Problem to work on - In the data below, which lines hold "SourceImage"? Copy every one.

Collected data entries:
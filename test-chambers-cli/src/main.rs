mod config;
mod error;

use common::subject_observer::Subject;
use log::{debug, info};
use observable::{TestChambers, TEST_CHAMBER_NUMBER_NAME};

use crate::config::app::AppConfig;
use error::AppError;

fn run(config: &AppConfig) -> TestChambers {
    let mut test_chambers = TestChambers::new(config.initial_value);
    for kind in &config.observers {
        debug!("Registering {kind} observer");
        test_chambers.register_observer(kind.build());
    }

    for &value in &config.assignments {
        test_chambers.set_test_chamber_number(value);
    }
    test_chambers
}

fn main() -> Result<(), AppError> {
    crate::config::log::init()?;

    let config = AppConfig::new()?;
    debug!("Running test chambers with configuration: {:?}", config);

    let test_chambers = run(&config);
    info!(
        "'{}' ended at {}",
        TEST_CHAMBER_NUMBER_NAME,
        test_chambers.test_chamber_number()
    );
    Ok(())
}

#[cfg(test)]
mod tests {
    use observable::observers::ObserverKind;

    use crate::{config::app::AppConfig, run};

    #[test]
    fn test_run() {
        // Given
        let config = AppConfig {
            initial_value: 7,
            assignments: vec![1, 5, -2],
            observers: vec![ObserverKind::Logging, ObserverKind::Cheering],
        };

        // When
        let result = run(&config);

        // Then
        assert_eq!(-2, result.test_chamber_number());
        assert_eq!(2, result.observer_count());
    }

    #[test]
    fn test_run_without_assignments() {
        // Given
        let config = AppConfig {
            initial_value: 7,
            assignments: vec![],
            observers: vec![],
        };

        // When
        let result = run(&config);

        // Then
        assert_eq!(7, result.test_chamber_number());
        assert_eq!(0, result.observer_count());
    }
}
pub mod abstract_factory;
pub mod factory_method;
pub mod singleton;
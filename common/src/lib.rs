pub mod subject_observer;
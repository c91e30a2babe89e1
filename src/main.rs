//! Visual Extractor - document image to structured JSON with grounding overlays.

mod config;
mod error;
mod extractor;
mod geometry;
mod image_codec;
mod parser;
mod prompt;
mod provider;
mod render;
mod schema;
mod store;

use axum::{
    extract::{DefaultBodyLimit, Multipart, Path, Query, State},
    http::{header, StatusCode},
    response::{IntoResponse, Json, Response},
    routing::{get, post},
    Router,
};
use config::Settings;
use extractor::Extractor;
use image_codec::SourceImage;
use provider::{ProviderInfo, ProviderKind, ProviderRegistry};
use render::OverlayStyle;
use schema::ExtractionResult;
use std::sync::Arc;
use store::ExtractionStore;
use tower_http::cors::CorsLayer;
use tower_http::trace::TraceLayer;
use tracing::{debug, error, info};
use tracing_subscriber::{layer::SubscriberExt, util::SubscriberInitExt};

/// Application state shared across handlers.
#[derive(Clone)]
struct AppState {
    extractions: Arc<ExtractionStore>,
    providers: Arc<ProviderRegistry>,
    style: OverlayStyle,
}

#[tokio::main]
async fn main() -> anyhow::Result<()> {
    // Load .env file if present
    dotenvy::dotenv().ok();

    // Initialize tracing
    tracing_subscriber::registry()
        .with(
            tracing_subscriber::EnvFilter::try_from_default_env()
                .unwrap_or_else(|_| "visual_extractor=debug,tower_http=debug".into()),
        )
        .with(tracing_subscriber::fmt::layer())
        .init();

    let settings = Settings::from_env()?;
    let providers = ProviderRegistry::from_settings(&settings)?;
    info!(
        "Providers ready: {:?} (default: {})",
        providers.list().iter().map(|p| p.name.as_str()).collect::<Vec<_>>(),
        providers.default_kind().as_str()
    );

    // Build application state
    let state = AppState {
        extractions: Arc::new(ExtractionStore::new(settings.result_capacity)),
        providers: Arc::new(providers),
        style: OverlayStyle {
            stroke_width: settings.stroke_width,
            ..OverlayStyle::default()
        },
    };

    // Run server
    let listener = tokio::net::TcpListener::bind(&settings.bind_addr).await?;
    info!("Server listening on http://{}", settings.bind_addr);
    axum::serve(listener, app(state)).await?;

    Ok(())
}

fn app(state: AppState) -> Router {
    Router::new()
        .route("/health", get(health))
        .route("/providers", get(list_providers))
        .route("/extract", post(extract_image))
        .route("/extractions/:id", get(get_extraction))
        .route("/extractions/:id/data", get(get_structured_data))
        .route("/extractions/:id/download", get(download_raw))
        .route("/extractions/:id/overlay.png", get(get_overlay))
        .layer(DefaultBodyLimit::max(100 * 1024 * 1024)) // 100MB
        .layer(TraceLayer::new_for_http())
        .layer(CorsLayer::permissive())
        .with_state(state)
}

// ============================================================================
// Handlers
// ============================================================================

/// Health check endpoint.
async fn health() -> &'static str {
    "ok"
}

/// List configured providers.
async fn list_providers(State(state): State<AppState>) -> Json<Vec<ProviderInfo>> {
    Json(state.providers.list())
}

#[derive(serde::Deserialize)]
struct ExtractQuery {
    provider: Option<String>,
    model: Option<String>,
}

/// Upload an image and extract its structured data.
async fn extract_image(
    State(state): State<AppState>,
    Query(query): Query<ExtractQuery>,
    mut multipart: Multipart,
) -> Result<Json<ExtractionResult>, Response> {
    let kind = match query.provider.as_deref() {
        Some(name) => Some(ProviderKind::from_str(name).ok_or_else(|| {
            (
                StatusCode::BAD_REQUEST,
                format!(
                    "Unknown provider: {}. Available: {:?}",
                    name,
                    ProviderKind::ALL.map(|k| k.as_str())
                ),
            )
                .into_response()
        })?),
        None => None,
    };
    let adapter = state.providers.get(kind).map_err(IntoResponse::into_response)?;
    if let Some(model) = query.model.as_deref() {
        if !adapter.kind().accepts_model_id(model) {
            return Err((
                StatusCode::BAD_REQUEST,
                format!("Invalid model id for {}: {:?}", adapter.kind().as_str(), model),
            )
                .into_response());
        }
    }

    // Read the uploaded file
    let mut filename = String::new();
    let mut file_data = Vec::new();

    while let Some(field) = multipart.next_field().await.map_err(|e| {
        (StatusCode::BAD_REQUEST, format!("Multipart error: {}", e)).into_response()
    })? {
        if field.name() == Some("file") {
            filename = field.file_name().unwrap_or("image").to_string();
            file_data = field
                .bytes()
                .await
                .map_err(|e| {
                    (StatusCode::BAD_REQUEST, format!("Failed to read file: {}", e))
                        .into_response()
                })?
                .to_vec();
            break;
        }
    }

    if file_data.is_empty() {
        return Err((StatusCode::BAD_REQUEST, "No file uploaded".to_string()).into_response());
    }

    info!("Received file: {} ({} bytes)", filename, file_data.len());

    let source = SourceImage::new(filename, file_data);
    let extraction = Extractor::new(adapter, state.style)
        .extract(&source, query.model.as_deref())
        .await
        .map_err(|e| {
            error!("Extraction failed: {}", e);
            e.into_response()
        })?;

    state.extractions.insert(extraction.clone());
    debug!("{} extractions held", state.extractions.len());

    Ok(Json(extraction))
}

/// Get an extraction summary by ID.
async fn get_extraction(
    State(state): State<AppState>,
    Path(id): Path<String>,
) -> Result<Json<ExtractionResult>, StatusCode> {
    state
        .extractions
        .get(&id)
        .map(|e| Json(e.as_ref().clone()))
        .ok_or(StatusCode::NOT_FOUND)
}

/// Get only the structured data of an extraction, without grounding.
async fn get_structured_data(
    State(state): State<AppState>,
    Path(id): Path<String>,
) -> Result<Json<serde_json::Value>, StatusCode> {
    state
        .extractions
        .get(&id)
        .map(|e| Json(e.clean_view().clone()))
        .ok_or(StatusCode::NOT_FOUND)
}

/// Download the provider's raw response verbatim.
async fn download_raw(
    State(state): State<AppState>,
    Path(id): Path<String>,
) -> Result<Response, StatusCode> {
    let extraction = state.extractions.get(&id).ok_or(StatusCode::NOT_FOUND)?;

    Ok((
        [
            (header::CONTENT_TYPE, "application/json"),
            (header::CONTENT_DISPOSITION, "attachment; filename=\"ocr_result.json\""),
        ],
        extraction.full_view().to_string(),
    )
        .into_response())
}

/// Get the annotated image as PNG.
async fn get_overlay(
    State(state): State<AppState>,
    Path(id): Path<String>,
) -> Result<Response, StatusCode> {
    let png = state
        .extractions
        .get(&id)
        .and_then(|e| e.overlay_png().map(<[u8]>::to_vec))
        .ok_or(StatusCode::NOT_FOUND)?;

    Ok(([(header::CONTENT_TYPE, "image/png")], png).into_response())
}
//! OpenAI-compatible chat completions client, used for Groq and OpenRouter.

use super::{ResponseMode, VisionModel, VisionRequest};
use anyhow::Context;
use reqwest::Client;
use serde::{Deserialize, Serialize};
use tracing::{debug, info};

const GROQ_API_URL: &str = "https://api.groq.com/openai/v1/chat/completions";
const OPENROUTER_API_URL: &str = "https://openrouter.ai/api/v1/chat/completions";

/// Chat completions client for one OpenAI-compatible endpoint.
#[derive(Clone)]
pub struct ChatVisionClient {
    name: &'static str,
    client: Client,
    url: &'static str,
    api_key: String,
    temperature: Option<f32>,
    extra_headers: Vec<(&'static str, &'static str)>,
}

impl ChatVisionClient {
    /// Groq endpoint. Deterministic sampling for steadier coordinates.
    pub fn groq(client: Client, api_key: String) -> Self {
        Self {
            name: "groq",
            client,
            url: GROQ_API_URL,
            api_key,
            temperature: Some(0.0),
            extra_headers: Vec::new(),
        }
    }

    /// OpenRouter endpoint. Attribution headers are required by OpenRouter.
    pub fn openrouter(client: Client, api_key: String) -> Self {
        Self {
            name: "openrouter",
            client,
            url: OPENROUTER_API_URL,
            api_key,
            temperature: None,
            extra_headers: vec![
                ("HTTP-Referer", "http://localhost:3000"),
                ("X-Title", "Visual Extractor"),
            ],
        }
    }

    fn build_request(&self, request: &VisionRequest<'_>) -> ChatCompletionRequest {
        let response_format = match request.mode {
            ResponseMode::JsonMode => Some(ResponseFormat::JsonObject),
            ResponseMode::FreeText => None,
        };

        ChatCompletionRequest {
            model: request.model_id.to_string(),
            messages: vec![Message::user_with_image(
                request.prompt,
                request.image.data_url(),
            )],
            temperature: self.temperature,
            response_format,
        }
    }
}

#[async_trait::async_trait]
impl VisionModel for ChatVisionClient {
    fn name(&self) -> &str {
        self.name
    }

    async fn submit(&self, request: &VisionRequest<'_>) -> anyhow::Result<String> {
        let body = self.build_request(request);
        debug!("Sending request to {}: model={}", self.name, body.model);

        let mut builder = self
            .client
            .post(self.url)
            .bearer_auth(&self.api_key)
            .json(&body);
        for (name, value) in &self.extra_headers {
            builder = builder.header(*name, *value);
        }

        let response = builder
            .send()
            .await
            .with_context(|| format!("Failed to send request to {}", self.name))?;

        let status = response.status();
        if !status.is_success() {
            let error_text = response.text().await.unwrap_or_default();
            anyhow::bail!("{} API error ({}): {}", self.name, status, error_text);
        }

        let response: ChatCompletionResponse = response
            .json()
            .await
            .with_context(|| format!("Failed to parse {} response", self.name))?;

        if let Some(usage) = &response.usage {
            info!(
                "{} response: {} tokens (prompt: {}, completion: {})",
                self.name, usage.total_tokens, usage.prompt_tokens, usage.completion_tokens
            );
        }

        Ok(response.into_content())
    }
}

// ============================================================================
// Request/Response types
// ============================================================================

#[derive(Debug, Serialize)]
struct ChatCompletionRequest {
    model: String,
    messages: Vec<Message>,
    #[serde(skip_serializing_if = "Option::is_none")]
    temperature: Option<f32>,
    #[serde(skip_serializing_if = "Option::is_none")]
    response_format: Option<ResponseFormat>,
}

#[derive(Debug, Serialize)]
#[serde(tag = "type", rename_all = "snake_case")]
enum ResponseFormat {
    JsonObject,
}

#[derive(Debug, Deserialize)]
struct ChatCompletionResponse {
    #[serde(default)]
    choices: Vec<Choice>,
    #[serde(default)]
    usage: Option<Usage>,
}

impl ChatCompletionResponse {
    /// First choice's content, empty when the provider sent none.
    fn into_content(self) -> String {
        self.choices
            .into_iter()
            .next()
            .and_then(|c| c.message.content)
            .unwrap_or_default()
    }
}

#[derive(Debug, Deserialize)]
struct Choice {
    message: ResponseMessage,
}

#[derive(Debug, Deserialize)]
struct ResponseMessage {
    content: Option<String>,
}

#[derive(Debug, Deserialize)]
struct Usage {
    prompt_tokens: u32,
    completion_tokens: u32,
    total_tokens: u32,
}

// ============================================================================
// Message types
// ============================================================================

#[derive(Debug, Clone, Serialize)]
struct Message {
    role: &'static str,
    content: Vec<ContentPart>,
}

#[derive(Debug, Clone, Serialize)]
#[serde(tag = "type", rename_all = "snake_case")]
enum ContentPart {
    Text { text: String },
    ImageUrl { image_url: ImageUrl },
}

#[derive(Debug, Clone, Serialize)]
struct ImageUrl {
    url: String,
}

impl Message {
    /// User message carrying the prompt followed by one image data URL.
    fn user_with_image(text: impl Into<String>, data_url: String) -> Self {
        Self {
            role: "user",
            content: vec![
                ContentPart::Text { text: text.into() },
                ContentPart::ImageUrl {
                    image_url: ImageUrl { url: data_url },
                },
            ],
        }
    }
}
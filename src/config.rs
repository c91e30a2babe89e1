//! Runtime settings loaded from the environment (and `.env`, if present).

use anyhow::{Context, Result};
use std::time::Duration;
use tracing::{info, warn};

use crate::provider::ProviderKind;

const DEFAULT_BIND_ADDR: &str = "0.0.0.0:3000";
const DEFAULT_TIMEOUT_SECS: u64 = 120;
const DEFAULT_STROKE_WIDTH: u32 = 3;
const DEFAULT_RESULT_CAPACITY: usize = 64;

/// Credentials and model choice for one provider.
#[derive(Clone)]
pub struct ProviderSettings {
    pub kind: ProviderKind,
    pub api_key: String,
    pub model: String,
}

impl std::fmt::Debug for ProviderSettings {
    fn fmt(&self, f: &mut std::fmt::Formatter<'_>) -> std::fmt::Result {
        f.debug_struct("ProviderSettings")
            .field("kind", &self.kind)
            .field("api_key", &"<redacted>")
            .field("model", &self.model)
            .finish()
    }
}

#[derive(Debug, Clone)]
pub struct Settings {
    pub bind_addr: String,
    pub request_timeout: Duration,
    pub stroke_width: u32,
    /// Most recent results kept for the download and overlay endpoints.
    pub result_capacity: usize,
    pub default_provider: Option<ProviderKind>,
    /// Providers with a configured API key. May be empty; the registry rejects that.
    pub providers: Vec<ProviderSettings>,
}

impl Settings {
    pub fn from_env() -> Result<Self> {
        Self::from_lookup(|key| std::env::var(key).ok())
    }

    /// Build settings from any key lookup. Blank values count as unset.
    pub fn from_lookup(lookup: impl Fn(&str) -> Option<String>) -> Result<Self> {
        let get = |key: &str| lookup(key).map(|v| v.trim().to_string()).filter(|v| !v.is_empty());

        let request_timeout = match get("VISION_REQUEST_TIMEOUT_SECS") {
            Some(v) => Duration::from_secs(
                v.parse()
                    .with_context(|| format!("Invalid VISION_REQUEST_TIMEOUT_SECS: {:?}", v))?,
            ),
            None => Duration::from_secs(DEFAULT_TIMEOUT_SECS),
        };

        let stroke_width = match get("OVERLAY_STROKE_WIDTH") {
            Some(v) => v
                .parse()
                .with_context(|| format!("Invalid OVERLAY_STROKE_WIDTH: {:?}", v))?,
            None => DEFAULT_STROKE_WIDTH,
        };

        let result_capacity = match get("RESULT_STORE_CAPACITY") {
            Some(v) => v
                .parse()
                .ok()
                .filter(|n: &usize| *n > 0)
                .with_context(|| format!("Invalid RESULT_STORE_CAPACITY: {:?}", v))?,
            None => DEFAULT_RESULT_CAPACITY,
        };

        let default_provider = match get("DEFAULT_PROVIDER") {
            Some(v) => Some(
                ProviderKind::from_str(&v)
                    .with_context(|| format!("Unknown DEFAULT_PROVIDER: {}", v))?,
            ),
            None => None,
        };

        let mut providers = Vec::new();
        for kind in ProviderKind::ALL {
            match get(kind.api_key_var()) {
                Some(api_key) => {
                    let model = get(kind.model_var())
                        .unwrap_or_else(|| kind.default_model().to_string());
                    info!("Provider {} enabled (model: {})", kind.as_str(), model);
                    providers.push(ProviderSettings {
                        kind,
                        api_key,
                        model,
                    });
                }
                None => warn!(
                    "Provider {} disabled: {} not set",
                    kind.as_str(),
                    kind.api_key_var()
                ),
            }
        }

        Ok(Self {
            bind_addr: get("BIND_ADDR").unwrap_or_else(|| DEFAULT_BIND_ADDR.to_string()),
            request_timeout,
            stroke_width,
            result_capacity,
            default_provider,
            providers,
        })
    }
}
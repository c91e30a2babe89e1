//! Draw grounding rectangles onto a copy of the source image.

use image::{Rgb, RgbImage};
use imageproc::drawing::draw_hollow_rect_mut;
use imageproc::rect::Rect;

use crate::geometry::PixelRect;

/// Outline color and thickness for overlay boxes.
#[derive(Debug, Clone, Copy, PartialEq, Eq)]
pub struct OverlayStyle {
    pub color: Rgb<u8>,
    pub stroke_width: u32,
}

impl Default for OverlayStyle {
    fn default() -> Self {
        Self {
            color: Rgb([255, 0, 0]),
            stroke_width: 3,
        }
    }
}

/// Return a new image with one unfilled rectangle per `rect`, drawn in order.
/// The source buffer is never written to.
pub fn render(source: &RgbImage, rects: &[PixelRect], style: &OverlayStyle) -> RgbImage {
    let mut canvas = source.clone();
    for rect in rects {
        draw_outline(&mut canvas, rect, style);
    }
    canvas
}

/// Both corners are inclusive pixels and the stroke grows inward from the
/// rectangle edge. Degenerate boxes still get a one pixel mark.
fn draw_outline(canvas: &mut RgbImage, rect: &PixelRect, style: &OverlayStyle) {
    let (width, height) = canvas.dimensions();
    // Edges beyond the canvas are invisible anyway; pulling them in just past
    // the border keeps the line iterators short for absurd coordinates.
    let margin = i64::from(style.stroke_width) + 1;
    let clip = |v: f64, limit: u32| (v.round() as i64).clamp(-margin, i64::from(limit) + margin);

    let x1 = clip(rect.x1, width);
    let y1 = clip(rect.y1, height);
    let w = (clip(rect.x2, width) - x1 + 1).max(1);
    let h = (clip(rect.y2, height) - y1 + 1).max(1);

    for t in 0..i64::from(style.stroke_width.max(1)) {
        let (inner_w, inner_h) = (w - 2 * t, h - 2 * t);
        if inner_w <= 0 || inner_h <= 0 {
            break;
        }
        let outline = Rect::at((x1 + t) as i32, (y1 + t) as i32)
            .of_size(inner_w as u32, inner_h as u32);
        draw_hollow_rect_mut(canvas, outline, style.color);
    }
}

#[cfg(test)]
mod tests {
    use super::*;
    use crate::geometry::normalize;
    use sha2::{Digest, Sha256};

    const WHITE: Rgb<u8> = Rgb([255, 255, 255]);
    const RED: Rgb<u8> = Rgb([255, 0, 0]);

    fn digest(image: &RgbImage) -> Vec<u8> {
        Sha256::digest(image.as_raw()).to_vec()
    }

    #[test]
    fn test_source_untouched() {
        let source = RgbImage::from_pixel(50, 40, WHITE);
        let before = digest(&source);

        let rects = [normalize([100, 100, 500, 500], 50, 40)];
        let annotated = render(&source, &rects, &OverlayStyle::default());

        assert_eq!(digest(&source), before);
        assert_ne!(digest(&annotated), before);
    }

    #[test]
    fn test_rendering_is_idempotent() {
        let source = RgbImage::from_pixel(64, 64, WHITE);
        let rects = [
            normalize([0, 0, 500, 500], 64, 64),
            normalize([900, 900, 200, 300], 64, 64),
        ];
        let style = OverlayStyle::default();
        let a = render(&source.clone(), &rects, &style);
        let b = render(&source.clone(), &rects, &style);
        assert_eq!(a, b);
    }

    #[test]
    fn test_outline_only() {
        let source = RgbImage::from_pixel(100, 100, WHITE);
        let rect = PixelRect {
            x1: 10.0,
            y1: 20.0,
            x2: 60.0,
            y2: 70.0,
        };
        let out = render(&source, &[rect], &OverlayStyle::default());

        // Outer edge, both corners included, and the two inner stroke rows.
        assert_eq!(out.get_pixel(10, 20), &RED);
        assert_eq!(out.get_pixel(60, 70), &RED);
        assert_eq!(out.get_pixel(60, 45), &RED);
        assert_eq!(out.get_pixel(35, 70), &RED);
        assert_eq!(out.get_pixel(12, 40), &RED);
        assert_eq!(out.get_pixel(58, 40), &RED);
        // Interior and outside stay untouched.
        assert_eq!(out.get_pixel(13, 40), &WHITE);
        assert_eq!(out.get_pixel(57, 40), &WHITE);
        assert_eq!(out.get_pixel(35, 45), &WHITE);
        assert_eq!(out.get_pixel(61, 45), &WHITE);
        assert_eq!(out.get_pixel(35, 71), &WHITE);
        assert_eq!(out.get_pixel(9, 20), &WHITE);
    }

    #[test]
    fn test_degenerate_and_offscreen_boxes_do_not_panic() {
        let source = RgbImage::from_pixel(20, 20, WHITE);
        let rects = [
            PixelRect { x1: 5.0, y1: 5.0, x2: 5.0, y2: 5.0 },
            PixelRect { x1: -1e12, y1: -50.0, x2: 1e12, y2: 400.0 },
            PixelRect { x1: 100.0, y1: 100.0, x2: 200.0, y2: 200.0 },
        ];
        let out = render(&source, &rects, &OverlayStyle::default());
        assert_eq!(out.get_pixel(5, 5), &RED);
        assert_eq!(out.dimensions(), (20, 20));
    }

    #[test]
    fn test_custom_style() {
        let source = RgbImage::from_pixel(10, 10, WHITE);
        let style = OverlayStyle {
            color: Rgb([0, 0, 255]),
            stroke_width: 1,
        };
        let rect = PixelRect { x1: 0.0, y1: 0.0, x2: 9.0, y2: 9.0 };
        let out = render(&source, &[rect], &style);
        assert_eq!(out.get_pixel(0, 0), &Rgb([0, 0, 255]));
        assert_eq!(out.get_pixel(9, 9), &Rgb([0, 0, 255]));
        assert_eq!(out.get_pixel(1, 1), &WHITE);
        assert_eq!(out.get_pixel(8, 8), &WHITE);
    }
}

Response -
use image_codec::SourceImage;
    let source = SourceImage::new(filename, file_data);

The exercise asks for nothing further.